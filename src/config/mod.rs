//! Configuration layer: typed settings with layered precedence (file → env → CLI).

use std::{path::Path, str::FromStr, time::Duration};

use config::{Config, Environment, File};
use serde::Deserialize;
use thiserror::Error;
use tracing::level_filters::LevelFilter;

const LOCAL_CONFIG_BASENAME: &str = "orgsnap";
const DEFAULT_POLL_INTERVAL_SECS: u64 = 5;
const DEFAULT_WAIT_TIMEOUT_SECS: u64 = 300;

/// Fully resolved runtime settings.
#[derive(Debug, Clone)]
pub struct Settings {
    pub platform: PlatformSettings,
    pub wait: WaitSettings,
    pub logging: LoggingSettings,
}

/// Where the Remote Configuration Service lives and which organization the
/// client targets by default. Both may instead come from CLI flags.
#[derive(Debug, Clone)]
pub struct PlatformSettings {
    pub base_url: Option<String>,
    pub organization: Option<String>,
}

/// Default polling budget applied when a command does not override it.
#[derive(Debug, Clone)]
pub struct WaitSettings {
    pub poll_interval: Duration,
    pub timeout: Duration,
    pub max_attempts: Option<u32>,
}

#[derive(Debug, Clone)]
pub struct LoggingSettings {
    pub level: LevelFilter,
    pub format: LogFormat,
}

#[derive(Debug, Clone, Copy)]
pub enum LogFormat {
    Json,
    Compact,
}

#[derive(Debug, Error)]
pub enum LoadError {
    #[error("failed to build configuration: {0}")]
    Build(#[from] config::ConfigError),
    #[error("invalid configuration for `{key}`: {reason}")]
    Invalid { key: &'static str, reason: String },
}

impl LoadError {
    fn invalid(key: &'static str, reason: impl Into<String>) -> Self {
        Self::Invalid {
            key,
            reason: reason.into(),
        }
    }
}

/// Load settings using the configured precedence (file → environment).
pub fn load(config_file: Option<&Path>) -> Result<Settings, LoadError> {
    let mut builder =
        Config::builder().add_source(File::with_name(LOCAL_CONFIG_BASENAME).required(false));

    if let Some(path) = config_file {
        builder = builder.add_source(File::from(path).required(true));
    }

    builder = builder.add_source(Environment::with_prefix("ORGSNAP").separator("__"));

    let raw: RawSettings = builder.build()?.try_deserialize()?;
    Settings::from_raw(raw)
}

#[derive(Debug, Clone, Deserialize, Default)]
#[serde(default)]
struct RawSettings {
    platform: RawPlatformSettings,
    wait: RawWaitSettings,
    logging: RawLoggingSettings,
}

#[derive(Debug, Clone, Deserialize, Default)]
#[serde(default)]
struct RawPlatformSettings {
    base_url: Option<String>,
    organization: Option<String>,
}

#[derive(Debug, Clone, Deserialize, Default)]
#[serde(default)]
struct RawWaitSettings {
    poll_interval_seconds: Option<u64>,
    timeout_seconds: Option<u64>,
    max_attempts: Option<u32>,
}

#[derive(Debug, Clone, Deserialize, Default)]
#[serde(default)]
struct RawLoggingSettings {
    level: Option<String>,
    format: Option<String>,
}

impl Settings {
    fn from_raw(raw: RawSettings) -> Result<Self, LoadError> {
        let level = match raw.logging.level {
            Some(level) => LevelFilter::from_str(level.as_str())
                .map_err(|err| LoadError::invalid("logging.level", err.to_string()))?,
            None => LevelFilter::INFO,
        };

        let format = match raw.logging.format.as_deref() {
            Some("json") => LogFormat::Json,
            Some("compact") | None => LogFormat::Compact,
            Some(other) => {
                return Err(LoadError::invalid(
                    "logging.format",
                    format!("expected `json` or `compact`, got `{other}`"),
                ));
            }
        };

        let poll_interval = raw
            .wait
            .poll_interval_seconds
            .unwrap_or(DEFAULT_POLL_INTERVAL_SECS);
        if poll_interval == 0 {
            return Err(LoadError::invalid(
                "wait.poll_interval_seconds",
                "must be greater than zero",
            ));
        }

        Ok(Self {
            platform: PlatformSettings {
                base_url: raw.platform.base_url,
                organization: raw.platform.organization,
            },
            wait: WaitSettings {
                poll_interval: Duration::from_secs(poll_interval),
                timeout: Duration::from_secs(
                    raw.wait.timeout_seconds.unwrap_or(DEFAULT_WAIT_TIMEOUT_SECS),
                ),
                max_attempts: raw.wait.max_attempts,
            },
            logging: LoggingSettings { level, format },
        })
    }
}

→ WHAT THE EXERCISE ASKS: Search the data for the string "required". List each line that has it.

→ EXERCISE RESPONSE:
        Config::builder().add_source(File::with_name(LOCAL_CONFIG_BASENAME).required(false));
        builder = builder.add_source(File::from(path).required(true));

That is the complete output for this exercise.